» Task statement
The lines from the start of the records through the one containing "use std::path::PathBuf;" are to be restated word for word; please include both ends.

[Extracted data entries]

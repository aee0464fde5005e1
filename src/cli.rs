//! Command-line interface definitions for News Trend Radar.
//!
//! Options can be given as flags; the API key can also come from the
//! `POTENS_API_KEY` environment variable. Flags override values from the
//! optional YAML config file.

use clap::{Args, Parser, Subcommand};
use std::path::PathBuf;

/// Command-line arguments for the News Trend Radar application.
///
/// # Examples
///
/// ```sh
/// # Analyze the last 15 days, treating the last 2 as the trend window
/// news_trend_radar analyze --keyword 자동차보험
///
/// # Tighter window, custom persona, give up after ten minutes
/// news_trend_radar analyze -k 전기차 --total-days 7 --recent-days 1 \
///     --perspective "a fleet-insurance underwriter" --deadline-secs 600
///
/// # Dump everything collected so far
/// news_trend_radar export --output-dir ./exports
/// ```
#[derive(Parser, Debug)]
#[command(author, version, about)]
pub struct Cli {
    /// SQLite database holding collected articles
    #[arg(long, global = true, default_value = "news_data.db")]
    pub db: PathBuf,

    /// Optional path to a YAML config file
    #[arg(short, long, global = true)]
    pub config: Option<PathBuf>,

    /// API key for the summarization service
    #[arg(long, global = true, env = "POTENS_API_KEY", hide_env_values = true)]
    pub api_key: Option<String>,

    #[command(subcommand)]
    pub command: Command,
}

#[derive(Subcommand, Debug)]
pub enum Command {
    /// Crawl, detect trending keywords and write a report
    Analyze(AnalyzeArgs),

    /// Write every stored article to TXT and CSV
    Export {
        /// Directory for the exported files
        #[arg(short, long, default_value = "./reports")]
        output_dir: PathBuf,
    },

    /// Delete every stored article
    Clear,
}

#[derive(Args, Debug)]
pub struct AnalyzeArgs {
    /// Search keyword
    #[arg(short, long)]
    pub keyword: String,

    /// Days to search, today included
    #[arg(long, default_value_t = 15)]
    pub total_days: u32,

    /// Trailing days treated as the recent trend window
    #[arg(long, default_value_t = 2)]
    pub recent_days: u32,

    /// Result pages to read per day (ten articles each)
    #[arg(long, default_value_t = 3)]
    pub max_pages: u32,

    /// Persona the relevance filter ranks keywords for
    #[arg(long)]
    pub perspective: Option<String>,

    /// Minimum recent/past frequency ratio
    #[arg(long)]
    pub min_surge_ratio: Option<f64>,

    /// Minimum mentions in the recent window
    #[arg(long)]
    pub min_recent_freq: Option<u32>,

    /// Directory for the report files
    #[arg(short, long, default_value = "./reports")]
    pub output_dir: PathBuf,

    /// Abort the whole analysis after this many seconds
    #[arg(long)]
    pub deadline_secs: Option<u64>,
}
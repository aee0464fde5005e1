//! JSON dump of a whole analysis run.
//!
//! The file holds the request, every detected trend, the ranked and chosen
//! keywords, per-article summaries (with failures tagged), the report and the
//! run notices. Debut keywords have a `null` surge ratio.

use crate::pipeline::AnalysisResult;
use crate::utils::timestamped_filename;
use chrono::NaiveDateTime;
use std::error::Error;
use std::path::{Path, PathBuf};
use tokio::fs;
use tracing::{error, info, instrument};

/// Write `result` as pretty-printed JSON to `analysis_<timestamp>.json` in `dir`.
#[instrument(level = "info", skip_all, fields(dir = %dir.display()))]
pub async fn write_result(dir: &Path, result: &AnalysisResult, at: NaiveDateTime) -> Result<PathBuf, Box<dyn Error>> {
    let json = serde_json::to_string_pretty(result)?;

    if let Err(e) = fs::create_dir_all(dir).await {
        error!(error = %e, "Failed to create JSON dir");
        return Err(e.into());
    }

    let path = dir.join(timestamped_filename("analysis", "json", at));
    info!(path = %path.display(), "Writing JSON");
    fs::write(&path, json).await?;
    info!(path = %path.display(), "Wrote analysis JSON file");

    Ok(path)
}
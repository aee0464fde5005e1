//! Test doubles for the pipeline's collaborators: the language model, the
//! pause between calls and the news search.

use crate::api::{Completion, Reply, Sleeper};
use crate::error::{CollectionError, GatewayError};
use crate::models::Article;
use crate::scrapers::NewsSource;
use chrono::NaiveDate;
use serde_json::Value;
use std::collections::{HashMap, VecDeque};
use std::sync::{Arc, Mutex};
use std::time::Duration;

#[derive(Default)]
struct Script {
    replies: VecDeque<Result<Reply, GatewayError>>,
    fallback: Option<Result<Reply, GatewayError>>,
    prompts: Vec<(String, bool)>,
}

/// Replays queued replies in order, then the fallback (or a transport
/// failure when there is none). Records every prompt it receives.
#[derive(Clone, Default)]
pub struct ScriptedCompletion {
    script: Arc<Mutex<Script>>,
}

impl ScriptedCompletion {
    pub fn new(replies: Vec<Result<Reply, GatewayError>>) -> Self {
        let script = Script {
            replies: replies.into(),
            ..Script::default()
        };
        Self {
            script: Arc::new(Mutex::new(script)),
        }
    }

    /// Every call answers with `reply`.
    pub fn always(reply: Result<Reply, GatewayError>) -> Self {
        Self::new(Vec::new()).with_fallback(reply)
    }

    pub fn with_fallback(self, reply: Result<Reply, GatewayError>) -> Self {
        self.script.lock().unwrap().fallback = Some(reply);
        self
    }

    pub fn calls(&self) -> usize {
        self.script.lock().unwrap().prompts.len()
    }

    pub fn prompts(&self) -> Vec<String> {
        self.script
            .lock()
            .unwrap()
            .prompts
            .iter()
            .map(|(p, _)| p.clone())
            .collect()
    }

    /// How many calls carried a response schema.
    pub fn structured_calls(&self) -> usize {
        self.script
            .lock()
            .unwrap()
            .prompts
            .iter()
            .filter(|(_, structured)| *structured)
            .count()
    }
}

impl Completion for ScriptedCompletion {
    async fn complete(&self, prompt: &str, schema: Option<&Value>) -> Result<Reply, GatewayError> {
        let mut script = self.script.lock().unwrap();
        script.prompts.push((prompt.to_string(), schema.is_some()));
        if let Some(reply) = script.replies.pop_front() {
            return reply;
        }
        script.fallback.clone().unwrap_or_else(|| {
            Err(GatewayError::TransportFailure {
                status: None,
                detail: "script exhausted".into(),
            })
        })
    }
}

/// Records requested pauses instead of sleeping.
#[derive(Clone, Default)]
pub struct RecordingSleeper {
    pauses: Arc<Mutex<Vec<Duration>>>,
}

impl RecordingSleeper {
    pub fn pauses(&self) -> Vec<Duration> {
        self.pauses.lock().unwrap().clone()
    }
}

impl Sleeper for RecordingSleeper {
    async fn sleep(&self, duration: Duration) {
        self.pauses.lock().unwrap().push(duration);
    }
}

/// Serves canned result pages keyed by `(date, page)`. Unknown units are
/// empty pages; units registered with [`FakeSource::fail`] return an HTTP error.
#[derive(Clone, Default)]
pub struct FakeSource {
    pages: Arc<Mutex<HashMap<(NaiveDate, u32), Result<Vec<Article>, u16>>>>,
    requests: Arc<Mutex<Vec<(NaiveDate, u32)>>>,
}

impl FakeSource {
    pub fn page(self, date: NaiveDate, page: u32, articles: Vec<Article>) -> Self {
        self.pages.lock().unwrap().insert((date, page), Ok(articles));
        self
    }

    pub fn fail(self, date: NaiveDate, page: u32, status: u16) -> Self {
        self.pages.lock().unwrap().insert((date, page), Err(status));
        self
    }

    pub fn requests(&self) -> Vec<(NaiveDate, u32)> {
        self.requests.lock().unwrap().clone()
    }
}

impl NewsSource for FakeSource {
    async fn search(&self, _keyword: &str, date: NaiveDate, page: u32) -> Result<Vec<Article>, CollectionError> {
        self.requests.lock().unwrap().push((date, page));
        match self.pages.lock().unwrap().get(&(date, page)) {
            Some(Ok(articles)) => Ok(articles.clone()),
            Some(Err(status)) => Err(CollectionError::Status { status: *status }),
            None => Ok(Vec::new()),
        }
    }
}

» Task answer
repository aee0464fde5005e1
filename src/cli.rs
//! Command-line interface definitions for News Trend Radar.
//!
//! Options can be given as flags; the API key can also come from the
//! `POTENS_API_KEY` environment variable. Flags override values from the
//! optional YAML config file.

use clap::{Args, Parser, Subcommand};
use std::path::PathBuf;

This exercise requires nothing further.